No one to blame but myself:
With all of the major life changes that had happened, it didn't take long for my body to catch up. I was quickly jolted into puberty, and my childish innocence had finally caught up with the rest of me. Although my circumstances had changed for the better, my heart, emotions, and focus were very much a reflection of the worst. I had come to a place where I was starting to understand and piece together where all I'd been and what all had happened. I didn't know how to process my feelings, and talking about it in therapy sessions only made it worse. From what I understood, it felt a lot like what combat veterans go through upon arriving home. Almost everything was a "trigger" and my raging hormones just added fuel to the already blazing fire within. It didn't take much for me to have a flashback.

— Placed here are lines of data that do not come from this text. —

use crate::{
    animation::{ease::Ease, state::Lerp},
    foundation::core::Millis,
    foundation::math::progress,
};

/// Timing of a one-shot transition.
#[derive(Clone, Copy, Debug, PartialEq, serde::Serialize, serde::Deserialize)]
#[serde(default)]
pub struct Timing {
    /// Wait between the trigger and the first animated frame.
    pub delay: Millis,
    /// Length of the animated part.
    pub duration: Millis,
    pub ease: Ease,
}

impl Timing {
    /// Default reveal transition: 400ms with the CSS `ease` curve.
    pub const REVEAL: Self = Self {
        delay: Millis::ZERO,
        duration: Millis(400),
        ease: Ease::Css,
    };

    pub fn with_delay(mut self, delay: Millis) -> Self {
        self.delay = delay;
        self
    }
}

impl Default for Timing {
    fn default() -> Self {
        Self::REVEAL
    }
}

/// A transition from `from` to `to` that begins at `start + timing.delay`.
///
/// Sampling before the start yields `from`; sampling after the end holds `to`. A tween never
/// replays: every sample is a pure function of `now`.
#[derive(Clone, Debug, PartialEq)]
pub struct Tween<T> {
    pub from: T,
    pub to: T,
    pub start: Millis,
    pub timing: Timing,
}

impl<T> Tween<T>
where
    T: Lerp + Clone,
{
    pub fn new(from: T, to: T, start: Millis, timing: Timing) -> Self {
        Self {
            from,
            to,
            start,
            timing,
        }
    }

    /// First instant at which the value moves away from `from`.
    pub fn begins_at(&self) -> Millis {
        self.start + self.timing.delay
    }

    /// Instant after which the value holds at `to`.
    pub fn ends_at(&self) -> Millis {
        self.begins_at() + self.timing.duration
    }

    /// Raw (un-eased) progress in `[0, 1]`.
    pub fn progress(&self, now: Millis) -> f64 {
        let begins = self.begins_at();
        if now < begins {
            return 0.0;
        }
        progress(now.since(begins).0, self.timing.duration.0)
    }

    pub fn is_finished(&self, now: Millis) -> bool {
        now >= self.ends_at()
    }

    pub fn sample(&self, now: Millis) -> T {
        let p = self.progress(now);
        if p <= 0.0 {
            return self.from.clone();
        }
        if p >= 1.0 {
            return self.to.clone();
        }
        T::lerp(&self.from, &self.to, self.timing.ease.apply(p))
    }
}

#[cfg(test)]
#[path = "../../tests/unit/animation/tween.rs"]
mod tests;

As my time with Linda was coming to a close, it was bittersweet. My caseworker informed me that I was headed to live with my aunt and family, and they were to be my new caretakers. I was so used to being moved around, that it wasn't uncommon for me to detach myself from reality. The courts wanted me to live with them for a year, before they would finalize any plans of adoption, to make sure it was a healthy, stable, and good fit. Like any family, we had our typical family arguments, and got along like any "normal" family would, but the longer I stayed, the more I couldn't handle my past creeping in, and getting the best of me.
After 9 months or so, my family had to make the difficult decision to place me back in the custody of the state. I had become no different than my parents, and brother. I took my past pain out on my cousins, beat them up, was full of rage, and hatred, and my actions were what lead me back to that dark place. Thoughts of ending my life flooded my mind once again. It wasn't an easy decision by any means, but it made sense, and that much I understood even if I couldn't bear it.
No one truly loves me. I'm worthless. No one wants me. First my parents, then this? My thoughts spiraled out of control. I was then sent back into the system, and went to stay with the same foster family I first went to when I was younger, in Longmont. They took me back with open arms, but with the understanding that my aunt and I needed each other, even if that meant we couldn't live together. I stayed in their care, had visits whenever we wanted, and it ended up being better in the long run for all of us.
I finished my freshman year of High School, and later that summer, got news that a family was interested.
It was a younger couple with 3 boys, who lived in the high country, a place I'd never been, and they had heard about my story from an adoption agency website. I was also on 9 News' Wednesdays Child, and basically being "promoted" as much as possible. It wasn't long before I was packing my bags, and starting a new adventure once again, in hopes of finally having a family. We lived in a tiny town, in Delta, Colorado and my life was a constant whirlwind of change. I was 15, and growing up fast, and like that of my aunt, required to live with them for a year, before the adoption would be finalized.
I was messed up though. Still going through puberty, and physical change, I just could not accept the fact that someone might truly want me, so I lashed out. I pulled the same crap with them, that I did with my aunt, and was stuck in my ways of pain, and abuse. I was miserable with myself, and I took it out on the world around me. You'd think I'd learned from before, right? Wrong. I was the only one to blame. After 9 months with them, it was Strike 3, and I was sent back to Longmont. Failed adoption #2.